SOURCE MATERIAL:
• • •
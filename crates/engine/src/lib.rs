use std::sync::Arc;
use std::time::Instant;

use lumen_core::{
    apply_high_risk_guard, extract_domains, extract_slots, looks_like_model_compare,
    normalize_text, resolve, select_mode, show_product_card, AnswerMode, Decision, Document,
    QueryContext, ResolveError, Resolution, SlotValues,
};
use lumen_observability::DecisionMetrics;
use lumen_rules::RuleSet;
use parking_lot::RwLock;
use serde::Serialize;
use tracing::{debug, info, warn};
use uuid::Uuid;

const UNRANKED_CONFLICT_REASON: &str =
    "retrieved sources conflict across priority tiers and cannot be combined";

/// A same-tier tie that was resolved by the deterministic tie-break. Never
/// user-visible, but kept for operators to review rule tension.
#[derive(Debug, Clone, Serialize)]
pub struct PolicyTension {
    pub trace_id: Uuid,
    pub tier: u32,
    pub document_ids: Vec<String>,
}

/// The decision pipeline behind `decide`: priority resolution, answer-mode
/// selection, the high-risk guard, and the product-card gate. Holds the
/// immutable rule set; every call is pure with respect to other requests.
pub struct GovernanceEngine {
    rules: Arc<RuleSet>,
    metrics: Arc<DecisionMetrics>,
    tensions: RwLock<Vec<PolicyTension>>,
}

impl GovernanceEngine {
    pub fn new(rules: Arc<RuleSet>, metrics: Arc<DecisionMetrics>) -> Self {
        Self {
            rules,
            metrics,
            tensions: RwLock::new(Vec::new()),
        }
    }

    pub fn rules(&self) -> &RuleSet {
        &self.rules
    }

    pub fn metrics(&self) -> &DecisionMetrics {
        &self.metrics
    }

    /// Policy-tension events recorded since startup, oldest first.
    pub fn tension_events(&self) -> Vec<PolicyTension> {
        self.tensions.read().clone()
    }

    /// Build the per-request context: keyword slot extraction (externally
    /// supplied slot values win), FAQ routing, and query-level domain tags.
    pub fn classify(&self, query: &str, supplied: SlotValues) -> QueryContext {
        let normalized = normalize_text(query);
        let slots = supplied.merged_over(extract_slots(&normalized));
        let faq_hit = self
            .rules
            .faq
            .match_query(&normalized)
            .map(str::to_string);
        let domains = extract_domains(&normalized);

        QueryContext {
            slots,
            faq_hit,
            model_compare: looks_like_model_compare(&normalized),
            domains,
        }
    }

    /// The single synchronous decision boundary: rank the candidates, pick
    /// exactly one answer mode, apply the high-risk override, and gate the
    /// product card.
    pub fn decide(&self, ctx: &QueryContext, candidates: &[Document]) -> Decision {
        let started = Instant::now();
        let trace_id = Uuid::new_v4();
        self.metrics.inc_decision();

        let resolution = match resolve(candidates, &self.rules.table, &self.rules.policy) {
            Ok(resolution) => resolution,
            Err(ResolveError::UnresolvedConflict { unranked }) => {
                // A FAQ hit bypasses retrieval ranking entirely; the matched
                // entry is registered in the table even when no candidate is.
                if ctx.faq_hit.is_some() {
                    debug!(
                        %trace_id,
                        ?unranked,
                        "unranked candidates ignored in favor of the faq hit"
                    );
                    None
                } else {
                    self.metrics.inc_unresolved_conflict();
                    warn!(
                        %trace_id,
                        ?unranked,
                        "no candidate is ranked by the priority table; refusing instead of merging"
                    );
                    let domains = union_domains(ctx, None);
                    return self.finish(
                        trace_id,
                        started,
                        ctx,
                        AnswerMode::Refusal,
                        Some(UNRANKED_CONFLICT_REASON.to_string()),
                        Vec::new(),
                        &domains,
                    );
                }
            }
        };

        if let Some(resolution) = &resolution {
            if !resolution.suppressed_tiers.is_empty() {
                debug!(
                    %trace_id,
                    tier = resolution.tier,
                    suppressed = ?resolution.suppressed_tiers,
                    "lower-tier candidates suppressed"
                );
            }
            if resolution.tie_broken {
                self.record_tension(trace_id, resolution);
            }
        }

        let domains = union_domains(ctx, resolution.as_ref());
        let selection = select_mode(ctx, resolution.as_ref(), &domains, &self.rules.policy);
        let permitted = permitted_documents(ctx, resolution.as_ref(), selection.mode);

        self.finish(
            trace_id,
            started,
            ctx,
            selection.mode,
            selection.reason,
            permitted,
            &domains,
        )
    }

    #[allow(clippy::too_many_arguments)]
    fn finish(
        &self,
        trace_id: Uuid,
        started: Instant,
        ctx: &QueryContext,
        mode: AnswerMode,
        reason: Option<String>,
        permitted: Vec<Document>,
        domains: &[String],
    ) -> Decision {
        let guard = apply_high_risk_guard(mode, reason, domains, &self.rules.policy);
        // The guard can only tighten the decision; a downgrade drops the
        // documents that were permitted for the recommendation.
        let permitted = if guard.mode == mode {
            permitted
        } else {
            match guard.mode {
                AnswerMode::Refusal => Vec::new(),
                _ => permitted,
            }
        };

        let conditions_complete = ctx.conditions_complete();
        let decision = Decision {
            mode: guard.mode,
            show_product_card: show_product_card(guard.mode, conditions_complete),
            disclaimer_required: guard.disclaimer_required,
            reason: guard.reason,
            missing_slots: ctx.slots.missing(),
            permitted_documents: permitted,
        };

        self.count_mode(decision.mode);
        self.metrics.observe_latency(started.elapsed());
        info!(
            %trace_id,
            mode = decision.mode.as_str(),
            permitted = decision.permitted_documents.len(),
            show_product_card = decision.show_product_card,
            disclaimer = decision.disclaimer_required,
            high_risk = ?guard.triggered,
            "decision made"
        );

        decision
    }

    fn record_tension(&self, trace_id: Uuid, resolution: &Resolution) {
        let event = PolicyTension {
            trace_id,
            tier: resolution.tier,
            document_ids: resolution
                .permitted
                .iter()
                .map(|doc| doc.id.clone())
                .collect(),
        };
        warn!(
            %trace_id,
            tier = event.tier,
            documents = ?event.document_ids,
            "same-tier tie resolved by document-id order"
        );
        self.metrics.inc_policy_tension();
        self.tensions.write().push(event);
    }

    fn count_mode(&self, mode: AnswerMode) {
        match mode {
            AnswerMode::FaqHit => self.metrics.inc_faq_hit(),
            AnswerMode::AskClarifying => self.metrics.inc_clarification(),
            AnswerMode::SuggestRange => self.metrics.inc_recommendation(),
            AnswerMode::Explanation => self.metrics.inc_explanation(),
            AnswerMode::Refusal => self.metrics.inc_refusal(),
        }
    }
}

fn union_domains(ctx: &QueryContext, resolution: Option<&Resolution>) -> Vec<String> {
    let mut domains = ctx.domains.clone();
    if let Some(resolution) = resolution {
        for doc in &resolution.permitted {
            for domain in &doc.domains {
                if !domains.contains(domain) {
                    domains.push(domain.clone());
                }
            }
        }
    }
    domains.sort();
    domains
}

/// Which documents the generator may actually use. Clarifications and
/// refusals permit nothing; a FAQ hit permits exactly the matched entry.
fn permitted_documents(
    ctx: &QueryContext,
    resolution: Option<&Resolution>,
    mode: AnswerMode,
) -> Vec<Document> {
    match mode {
        AnswerMode::AskClarifying | AnswerMode::Refusal => Vec::new(),
        AnswerMode::FaqHit => {
            let Some(hit) = ctx.faq_hit.as_deref() else {
                return Vec::new();
            };
            if let Some(resolution) = resolution {
                if let Some(doc) = resolution.permitted.iter().find(|doc| doc.id == hit) {
                    return vec![doc.clone()];
                }
            }
            // The curated entry is registered in the table even when the
            // retriever did not return it as a candidate.
            vec![Document::new(hit, "faq")]
        }
        AnswerMode::SuggestRange | AnswerMode::Explanation => resolution
            .map(|resolution| resolution.permitted.clone())
            .unwrap_or_default(),
    }
}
• • •
DIRECTIONS FOR THIS TASK: Filter the listing above down to the lines that contain the word "push".

RESPONSE TO THIS TASK:
        self.tensions.write().push(event);
                    domains.push(domain.clone());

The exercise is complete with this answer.